Las diferentes historias que componen la novela no se estorban entre sí. De hecho, confluyen en un desenlace común, que evidencia la “minúscula” humanidad de todos los personajes. Brendan ama a una niña, que se interna en la maraña del sexo guiada por un misterioso personaje, una figura arquetípica, que podría ser su padre o una proyección de sus fantasías reprimidas. Xan Meo descubre que su verdadero progenitor no es el violento delincuente que murió en la cárcel, sino un colega de fechorías que aprovechó la ausencia de su cómplice para yacer con su esposa. Smoke conoce a su misteriosa interlocutora: en realidad, un travestido que conserva sus genitales. Los pasajeros del avión se despiden de sí mismos (y no de sus seres queridos) poco antes de estrellarse.
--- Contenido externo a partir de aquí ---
// SPDX-License-Identifier: PMPL-1.0-or-later
// Copyright (c) 2026 Jonathan D.A. Jewell (hyperpolymath) <jonathan.jewell@open.ac.uk>
//
// Image module — the raster primitives the scan pipeline is built from:
// perspective warp, linear contrast, unsharp mask, adaptive threshold, and
// PNG encoding.

pub mod processor;
pub mod threshold;

pub use processor::ImageProcessor;
// SPDX-License-Identifier: PMPL-1.0-or-later
// Copyright (c) 2026 Jonathan D.A. Jewell (hyperpolymath) <jonathan.jewell@open.ac.uk>
//
// Edit page — drag the four corner handles over the loaded image, adjust the
// filters, and run the scan.

use dioxus::prelude::*;

use docsnap_core::{Binarize, CONTRAST_MAX, CONTRAST_MIN, FilterParameters, SHARPNESS_MAX};
use docsnap_session::{PointerInput, Session, SessionState};

use crate::Route;
use crate::services::app_services::AppServices;

#[component]
pub fn Edit() -> Element {
    let mut session = use_context::<Signal<Session>>();
    let nav = navigator();

    let Some(url) = session.read().image().map(|image| image.url().to_string()) else {
        return rsx! {
            p { style: "text-align: center; color: #aaa; margin: 48px 0;", "No image loaded yet." }
            p { style: "text-align: center;", Link { to: Route::Acquire {}, "Choose an image" } }
        };
    };
    let processing = session.read().is_processing();

    rsx! {
        div {
            // Image with corner overlay
            div {
                style: "position: relative; display: inline-block; max-width: 100%; user-select: none;",
                img {
                    src: "{url}",
                    draggable: false,
                    style: "display: block; max-width: 100%; max-height: 65vh;",
                    onresize: move |evt| {
                        if let Ok(size) = evt.get_content_box_size() {
                            session.write().on_display_resize(size.width, size.height);
                        }
                    },
                }
                CornerOverlay {}
                div {
                    style: "position: absolute; inset: 0; cursor: crosshair;",
                    onmousedown: move |evt| {
                        let p = evt.element_coordinates();
                        session.write().grab_at((p.x, p.y));
                    },
                    onmousemove: move |evt| {
                        if session.read().dragging().is_some() {
                            let p = evt.element_coordinates();
                            session.write().move_to((p.x, p.y));
                        }
                    },
                    onmouseup: move |_| session.write().up(),
                    onmouseleave: move |_| session.write().up(),
                }
            }

            FilterControls {}

            // Actions
            div { style: "display: flex; gap: 8px; margin-top: 16px; flex-wrap: wrap;",
                button {
                    style: "flex: 1; padding: 12px; border-radius: 8px; border: 1px solid #ccc; background: white;",
                    disabled: processing,
                    onclick: move |_| session.write().reset_corners(),
                    "Reset Corners"
                }
                button {
                    style: "flex: 1; padding: 12px; border-radius: 8px; border: 1px solid #ccc; background: white;",
                    disabled: processing,
                    onclick: move |_| {
                        nav.push(Route::Acquire {});
                    },
                    "Different Image"
                }
                button {
                    style: "flex: 2; padding: 12px; border-radius: 8px; border: none; background: #007aff; color: white;",
                    disabled: processing,
                    onclick: move |_| {
                        let Ok(job) = session.write().begin_processing() else {
                            return;
                        };
                        spawn(async move {
                            let outcome = job.run().await;
                            let finished = session.write().finish_processing(outcome);
                            if finished.is_ok() && session.read().state() == SessionState::Result {
                                nav.push(Route::Preview {});
                            }
                        });
                    },
                    if processing { "Processing..." } else { "Scan" }
                }
            }
        }
    }
}

/// Quadrilateral and handles drawn over the image in display coordinates.
#[component]
fn CornerOverlay() -> Element {
    let session = use_context::<Signal<Session>>();
    let Some(points) = session.read().display_corners() else {
        return rsx! {};
    };
    let outline = points
        .iter()
        .map(|p| format!("{:.1},{:.1}", p.x, p.y))
        .collect::<Vec<_>>()
        .join(" ");

    rsx! {
        svg {
            style: "position: absolute; inset: 0; width: 100%; height: 100%; pointer-events: none; overflow: visible;",
            polygon {
                points: "{outline}",
                fill: "rgba(0, 122, 255, 0.12)",
                stroke: "#007aff",
                stroke_width: "2",
            }
            for p in points {
                circle {
                    cx: "{p.x}",
                    cy: "{p.y}",
                    r: "10",
                    fill: "white",
                    stroke: "#007aff",
                    stroke_width: "3",
                }
            }
        }
    }
}

#[component]
fn FilterControls() -> Element {
    let svc = use_context::<AppServices>();
    let session = use_context::<Signal<Session>>();
    let filters = session.read().filters();

    rsx! {
        div { style: "display: grid; grid-template-columns: auto 1fr auto; gap: 8px 12px; align-items: center; margin-top: 16px; max-width: 520px;",
            label { "Contrast" }
            input {
                r#type: "range",
                min: "{CONTRAST_MIN}",
                max: "{CONTRAST_MAX}",
                value: "{filters.contrast}",
                oninput: {
                    let svc = svc.clone();
                    move |evt: FormEvent| {
                        if let Ok(contrast) = evt.value().parse::<u32>() {
                            apply(session, &svc, FilterParameters::new(contrast, filters.sharpness, filters.binarize));
                        }
                    }
                },
            }
            span { "{filters.contrast}%" }

            label { "Sharpness" }
            input {
                r#type: "range",
                min: "0",
                max: "{SHARPNESS_MAX}",
                value: "{filters.sharpness}",
                oninput: {
                    let svc = svc.clone();
                    move |evt: FormEvent| {
                        if let Ok(sharpness) = evt.value().parse::<u32>() {
                            apply(session, &svc, FilterParameters::new(filters.contrast, sharpness, filters.binarize));
                        }
                    }
                },
            }
            span { "{filters.sharpness}%" }

            label { "Black & white" }
            select {
                value: "{filters.binarize.label()}",
                onchange: move |evt: FormEvent| {
                    if let Some(binarize) = Binarize::from_label(&evt.value()) {
                        apply(session, &svc, FilterParameters::new(filters.contrast, filters.sharpness, binarize));
                    }
                },
                for level in Binarize::ALL {
                    option { value: level.label(), selected: level == filters.binarize, "{level.label()}" }
                }
            }
            span {}
        }
    }
}

/// Use new filter values now and remember them for the next launch.
fn apply(mut session: Signal<Session>, svc: &AppServices, filters: FilterParameters) {
    session.write().set_filters(filters);
    svc.remember_filters(filters);
}
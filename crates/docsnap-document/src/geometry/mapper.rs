// SPDX-License-Identifier: PMPL-1.0-or-later
// Copyright (c) 2026 Jonathan D.A. Jewell (hyperpolymath) <jonathan.jewell@open.ac.uk>
//
// Coordinate mapping between the rendered (display) image and its native
// pixel grid.

use docsnap_core::Point;
use tracing::{debug, warn};

/// Native-dimension / displayed-dimension ratio per axis.
#[derive(Debug, Clone, Copy, PartialEq)]
pub struct ScaleFactor {
    pub x: f64,
    pub y: f64,
}

impl ScaleFactor {
    /// Identity scale (image rendered at native size).
    pub const UNIT: ScaleFactor = ScaleFactor { x: 1.0, y: 1.0 };

    /// Compute the scale for an image of `native` pixels rendered into a box
    /// of `displayed` CSS pixels. Returns `None` for a zero or non-finite
    /// displayed size (element not laid out yet).
    pub fn from_dimensions(native: (u32, u32), displayed: (f64, f64)) -> Option<Self> {
        let (dw, dh) = displayed;
        if !(dw.is_finite() && dh.is_finite()) || dw <= 0.0 || dh <= 0.0 {
            return None;
        }
        Some(Self {
            x: native.0 as f64 / dw,
            y: native.1 as f64 / dh,
        })
    }
}

/// Native point to display coordinates.
pub fn to_display(p: Point, scale: ScaleFactor) -> Point {
    Point::new(p.x / scale.x, p.y / scale.y)
}

/// Display coordinates to a native point, clamped to `[0, width] × [0, height]`
/// so pointer overshoot can never move a corner off the image.
pub fn to_image(display_x: f64, display_y: f64, scale: ScaleFactor, width: u32, height: u32) -> Point {
    Point::new(
        (display_x * scale.x).clamp(0.0, width as f64),
        (display_y * scale.y).clamp(0.0, height as f64),
    )
}

/// Tracks the current scale for one loaded image as its rendered element
/// resizes.
#[derive(Debug, Clone, Copy, PartialEq)]
pub struct DisplayMapping {
    width: u32,
    height: u32,
    scale: ScaleFactor,
}

impl DisplayMapping {
    /// Start with the image shown at native size until the first resize
    /// notification arrives.
    pub fn new(width: u32, height: u32) -> Self {
        Self {
            width,
            height,
            scale: ScaleFactor::UNIT,
        }
    }

    /// Recompute the scale for a new rendered size. A zero-size box (element
    /// hidden or mid-layout) keeps the previous scale.
    pub fn resize(&mut self, display_width: f64, display_height: f64) {
        match ScaleFactor::from_dimensions((self.width, self.height), (display_width, display_height)) {
            Some(scale) => {
                debug!(display_width, display_height, sx = scale.x, sy = scale.y, "Display scale updated");
                self.scale = scale;
            }
            None => warn!(display_width, display_height, "Ignoring empty display size"),
        }
    }

    pub fn scale(&self) -> ScaleFactor {
        self.scale
    }

    pub fn native_size(&self) -> (u32, u32) {
        (self.width, self.height)
    }

    pub fn to_display(&self, p: Point) -> Point {
        to_display(p, self.scale)
    }

    pub fn to_image(&self, display_x: f64, display_y: f64) -> Point {
        to_image(display_x, display_y, self.scale, self.width, self.height)
    }
}
// SPDX-License-Identifier: PMPL-1.0-or-later
// Copyright (c) 2026 Jonathan D.A. Jewell (hyperpolymath) <jonathan.jewell@open.ac.uk>
//
// Adaptive (local mean) thresholding backed by a summed-area table.

use image::{GrayImage, Luma};

/// Binarize `gray` against the mean of a `block_size × block_size`
/// neighbourhood minus `c`.
///
/// A pixel becomes white (255) when it is brighter than `local_mean - c`,
/// otherwise black (0). Windows are clipped at the image border. An even
/// `block_size` is treated as the next odd size.
pub fn adaptive_threshold(gray: &GrayImage, block_size: u32, c: f32) -> GrayImage {
    let (width, height) = gray.dimensions();
    let radius = block_size / 2;
    let integral = compute_integral_image(gray);

    GrayImage::from_fn(width, height, |x, y| {
        let local_mean = region_mean(&integral, width, height, x, y, radius);
        let value = gray.get_pixel(x, y).0[0] as f64;
        if value > local_mean - c as f64 {
            Luma([255u8])
        } else {
            Luma([0u8])
        }
    })
}

/// Compute the integral (summed-area table) of a grayscale image.
///
/// `integral[y * (width+1) + x]` holds the sum of all pixels in `[0, x) × [0, y)`.
/// The table is `(width+1) x (height+1)` with a zero border.
fn compute_integral_image(gray: &GrayImage) -> Vec<u64> {
    let (w, h) = gray.dimensions();
    let stride = (w + 1) as usize;
    let mut table = vec![0u64; stride * (h + 1) as usize];

    for y in 0..h {
        let mut row_sum: u64 = 0;
        for x in 0..w {
            row_sum += gray.get_pixel(x, y).0[0] as u64;
            let idx = (y + 1) as usize * stride + (x + 1) as usize;
            let above = y as usize * stride + (x + 1) as usize;
            table[idx] = row_sum + table[above];
        }
    }

    table
}

/// Mean pixel value of the square window of `radius` centred on `(cx, cy)`,
/// clipped to the image.
fn region_mean(integral: &[u64], img_width: u32, img_height: u32, cx: u32, cy: u32, radius: u32) -> f64 {
    let stride = (img_width + 1) as usize;

    let x1 = cx.saturating_sub(radius) as usize;
    let y1 = cy.saturating_sub(radius) as usize;
    let x2 = (cx as usize + radius as usize + 1).min(img_width as usize);
    let y2 = (cy as usize + radius as usize + 1).min(img_height as usize);

    let area = ((x2 - x1) * (y2 - y1)) as f64;
    if area == 0.0 {
        return 128.0;
    }

    // S = I[y2][x2] - I[y1][x2] - I[y2][x1] + I[y1][x1]
    let sum = integral[y2 * stride + x2] as f64 - integral[y1 * stride + x2] as f64
        - integral[y2 * stride + x1] as f64
        + integral[y1 * stride + x1] as f64;

    sum / area
}

#[cfg(test)]
mod tests {
    use super::*;

    #[test]
    fn integral_of_uniform_image() {
        let gray = GrayImage::from_pixel(4, 3, Luma([10u8]));
        let table = compute_integral_image(&gray);
        // Bottom-right entry is the sum of every pixel.
        assert_eq!(*table.last().unwrap(), 4 * 3 * 10);
        assert!((region_mean(&table, 4, 3, 1, 1, 1) - 10.0).abs() < 1e-9);
    }

    #[test]
    fn uniform_image_is_all_white() {
        // value (200) > mean (200) - c (5)
        let gray = GrayImage::from_pixel(16, 16, Luma([200u8]));
        let out = adaptive_threshold(&gray, 11, 5.0);
        assert!(out.pixels().all(|p| p.0[0] == 255));
    }

    #[test]
    fn dark_text_on_uneven_background() {
        // Left half dim paper, right half bright paper, one dark stroke in each.
        let mut gray = GrayImage::from_fn(64, 32, |x, _| if x < 32 { Luma([90u8]) } else { Luma([220u8]) });
        for y in 10..22 {
            gray.put_pixel(12, y, Luma([40]));
            gray.put_pixel(48, y, Luma([150]));
        }
        let out = adaptive_threshold(&gray, 11, 10.0);

        // Both strokes come out black even though the right one is brighter
        // than the left background.
        assert_eq!(out.get_pixel(12, 16).0[0], 0);
        assert_eq!(out.get_pixel(48, 16).0[0], 0);
        // Paper away from the strokes and the seam stays white.
        assert_eq!(out.get_pixel(4, 4).0[0], 255);
        assert_eq!(out.get_pixel(58, 4).0[0], 255);
    }

    #[test]
    fn output_is_strictly_binary() {
        let gray = GrayImage::from_fn(40, 40, |x, y| Luma([((x * 7 + y * 3) % 256) as u8]));
        let out = adaptive_threshold(&gray, 21, 8.0);
        assert!(out.pixels().all(|p| p.0[0] == 0 || p.0[0] == 255));
    }
}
Nadie conoce sus verdaderos orígenes, nadie está salvo de fantasear con las perversiones más turbadoras, la añoranza de la infancia insinúa que la madurez emerge de la muerte del niño que fuimos. La existencia es privación, mutilación, pero sin esa renuncia la civilización se tambalea y todos los rostros se confunden en un espasmo, donde convergen el sexo y la muerte. Amis señala que la pornografía y el humor son incompatibles. El humor es lo que nos hace humanos y la esencia de la pornografía es la deshumanización, la despersonalización. Xan Meo recobra su humanidad y eso le permite reencontrarse con sus hijas. La vulva de una niña no es un objeto de deseo, sino una promesa de vida.
Amis es un novelista excepcional.Perro callejero es un relato que explora las catacumbas de la condición humana. Es un viaje tan necesario como doloroso, que exige un innegable talento para no incurrir en moralismos banales o en un pesimismo estéril. La peripecia de cada hombre es como ese cometa que en las páginas finales desaparece en la órbita de Júpiter. La fuerza de la vida trasciende nuestra voluntad, pero el impulso de conocer nuestra impotencia o nuestra libertad nos permite constituirnos como sujetos que oponen a la fatalidad el anhelo de comprender y la necesidad de obrar de acuerdo con criterios éticos. Sólo un narrador de la talla de Amis podía transformar en literatura uno de los conflictos que afligen al hombre desde que cedió a la tentación de emular a los dioses, adquiriendo el conocimiento que le obligó a elegir entre el bien y el mal.